PROMPT: Report every line of the material that contains the string "match".
EXERCISE MATERIALS Start Marker
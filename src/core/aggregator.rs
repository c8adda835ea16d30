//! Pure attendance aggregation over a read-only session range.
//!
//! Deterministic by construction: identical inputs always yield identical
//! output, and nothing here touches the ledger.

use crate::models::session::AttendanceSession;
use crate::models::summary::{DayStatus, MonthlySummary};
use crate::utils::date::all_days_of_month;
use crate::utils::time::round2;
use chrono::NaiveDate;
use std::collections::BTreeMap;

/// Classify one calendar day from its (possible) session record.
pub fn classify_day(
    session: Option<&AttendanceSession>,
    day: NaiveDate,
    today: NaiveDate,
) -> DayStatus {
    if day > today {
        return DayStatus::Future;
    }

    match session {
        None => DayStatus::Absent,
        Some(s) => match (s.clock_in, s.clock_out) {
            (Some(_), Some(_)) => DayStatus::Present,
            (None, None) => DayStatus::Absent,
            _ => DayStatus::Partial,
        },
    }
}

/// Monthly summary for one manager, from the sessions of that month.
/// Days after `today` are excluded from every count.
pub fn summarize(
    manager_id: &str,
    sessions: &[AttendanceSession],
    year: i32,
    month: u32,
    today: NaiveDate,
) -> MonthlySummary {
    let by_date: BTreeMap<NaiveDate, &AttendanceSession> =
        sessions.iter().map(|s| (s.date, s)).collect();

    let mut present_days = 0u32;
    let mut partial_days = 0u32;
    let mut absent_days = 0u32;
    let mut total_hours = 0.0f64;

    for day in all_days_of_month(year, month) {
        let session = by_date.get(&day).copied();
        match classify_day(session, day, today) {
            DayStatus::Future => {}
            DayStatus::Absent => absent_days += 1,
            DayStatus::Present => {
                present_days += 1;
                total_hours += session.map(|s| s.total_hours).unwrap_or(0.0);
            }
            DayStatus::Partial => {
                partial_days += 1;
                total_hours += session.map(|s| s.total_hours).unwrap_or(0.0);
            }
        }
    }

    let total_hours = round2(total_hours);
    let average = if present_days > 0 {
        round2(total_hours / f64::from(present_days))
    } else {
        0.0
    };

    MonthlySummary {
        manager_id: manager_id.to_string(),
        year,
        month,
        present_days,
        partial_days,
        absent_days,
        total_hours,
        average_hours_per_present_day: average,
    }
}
EXERCISE MATERIALS End Marker
EXERCISE MATERIALS Start Marker
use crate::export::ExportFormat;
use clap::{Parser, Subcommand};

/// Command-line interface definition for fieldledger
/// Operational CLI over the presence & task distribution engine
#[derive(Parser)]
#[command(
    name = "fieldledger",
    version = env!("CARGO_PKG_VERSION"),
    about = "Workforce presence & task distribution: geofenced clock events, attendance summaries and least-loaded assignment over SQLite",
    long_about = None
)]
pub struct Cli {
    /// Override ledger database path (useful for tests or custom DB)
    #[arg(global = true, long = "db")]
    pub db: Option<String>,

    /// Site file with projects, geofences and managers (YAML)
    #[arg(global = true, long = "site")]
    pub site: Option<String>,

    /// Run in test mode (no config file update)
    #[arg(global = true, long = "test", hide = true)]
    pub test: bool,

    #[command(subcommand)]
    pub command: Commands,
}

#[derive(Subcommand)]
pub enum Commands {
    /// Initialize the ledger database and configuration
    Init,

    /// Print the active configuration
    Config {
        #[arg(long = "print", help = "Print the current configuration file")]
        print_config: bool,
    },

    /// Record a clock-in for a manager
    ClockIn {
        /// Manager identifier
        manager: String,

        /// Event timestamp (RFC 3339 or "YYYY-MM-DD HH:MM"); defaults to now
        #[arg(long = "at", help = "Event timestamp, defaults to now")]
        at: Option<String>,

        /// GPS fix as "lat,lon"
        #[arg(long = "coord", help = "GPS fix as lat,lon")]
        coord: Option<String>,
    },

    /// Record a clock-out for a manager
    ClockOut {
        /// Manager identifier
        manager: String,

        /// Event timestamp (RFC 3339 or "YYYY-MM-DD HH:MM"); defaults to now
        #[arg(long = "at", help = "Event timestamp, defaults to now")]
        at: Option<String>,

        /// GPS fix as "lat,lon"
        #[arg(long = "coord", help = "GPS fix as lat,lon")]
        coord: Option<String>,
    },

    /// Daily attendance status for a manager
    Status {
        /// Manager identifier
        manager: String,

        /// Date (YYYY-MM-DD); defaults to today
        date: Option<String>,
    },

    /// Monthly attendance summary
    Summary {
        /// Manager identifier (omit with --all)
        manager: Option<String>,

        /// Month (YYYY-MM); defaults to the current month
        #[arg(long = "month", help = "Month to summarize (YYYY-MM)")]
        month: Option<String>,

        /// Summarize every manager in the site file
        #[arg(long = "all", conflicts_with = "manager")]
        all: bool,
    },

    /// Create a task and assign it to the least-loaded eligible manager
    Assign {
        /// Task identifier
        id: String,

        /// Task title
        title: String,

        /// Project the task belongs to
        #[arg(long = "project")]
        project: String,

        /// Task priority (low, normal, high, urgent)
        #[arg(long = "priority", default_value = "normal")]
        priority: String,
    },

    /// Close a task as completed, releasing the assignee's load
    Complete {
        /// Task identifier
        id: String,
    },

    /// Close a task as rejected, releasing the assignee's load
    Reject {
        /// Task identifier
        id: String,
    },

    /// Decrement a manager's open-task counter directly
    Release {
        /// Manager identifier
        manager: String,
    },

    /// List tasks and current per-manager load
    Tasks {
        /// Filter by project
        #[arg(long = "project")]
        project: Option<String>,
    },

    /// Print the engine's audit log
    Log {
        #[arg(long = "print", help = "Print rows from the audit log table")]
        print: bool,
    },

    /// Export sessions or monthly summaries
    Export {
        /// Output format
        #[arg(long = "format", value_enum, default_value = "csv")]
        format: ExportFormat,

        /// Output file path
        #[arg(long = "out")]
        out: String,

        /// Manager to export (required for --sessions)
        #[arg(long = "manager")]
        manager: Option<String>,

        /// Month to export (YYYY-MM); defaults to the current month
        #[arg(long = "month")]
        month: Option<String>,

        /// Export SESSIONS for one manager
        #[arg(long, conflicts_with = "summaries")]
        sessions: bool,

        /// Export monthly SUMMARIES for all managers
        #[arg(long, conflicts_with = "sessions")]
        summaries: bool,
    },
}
EXERCISE MATERIALS End Marker
EXERCISE MATERIALS Start Marker
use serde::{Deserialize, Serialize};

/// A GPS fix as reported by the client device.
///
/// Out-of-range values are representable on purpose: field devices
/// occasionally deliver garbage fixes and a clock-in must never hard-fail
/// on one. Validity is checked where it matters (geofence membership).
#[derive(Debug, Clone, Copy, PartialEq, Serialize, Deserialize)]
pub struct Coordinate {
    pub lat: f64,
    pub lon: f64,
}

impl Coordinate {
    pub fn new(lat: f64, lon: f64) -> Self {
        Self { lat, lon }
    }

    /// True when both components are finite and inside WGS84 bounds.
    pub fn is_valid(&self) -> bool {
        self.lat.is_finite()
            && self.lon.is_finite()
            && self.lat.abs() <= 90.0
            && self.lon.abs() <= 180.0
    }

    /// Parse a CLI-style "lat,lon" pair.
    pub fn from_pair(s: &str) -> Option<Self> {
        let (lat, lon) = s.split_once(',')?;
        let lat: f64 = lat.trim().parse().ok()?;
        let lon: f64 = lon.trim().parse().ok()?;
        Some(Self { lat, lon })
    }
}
EXERCISE MATERIALS End Marker
ANSWER SECTION:
    match session {
        Some(s) => match (s.clock_in, s.clock_out) {
        match classify_day(session, day, today) {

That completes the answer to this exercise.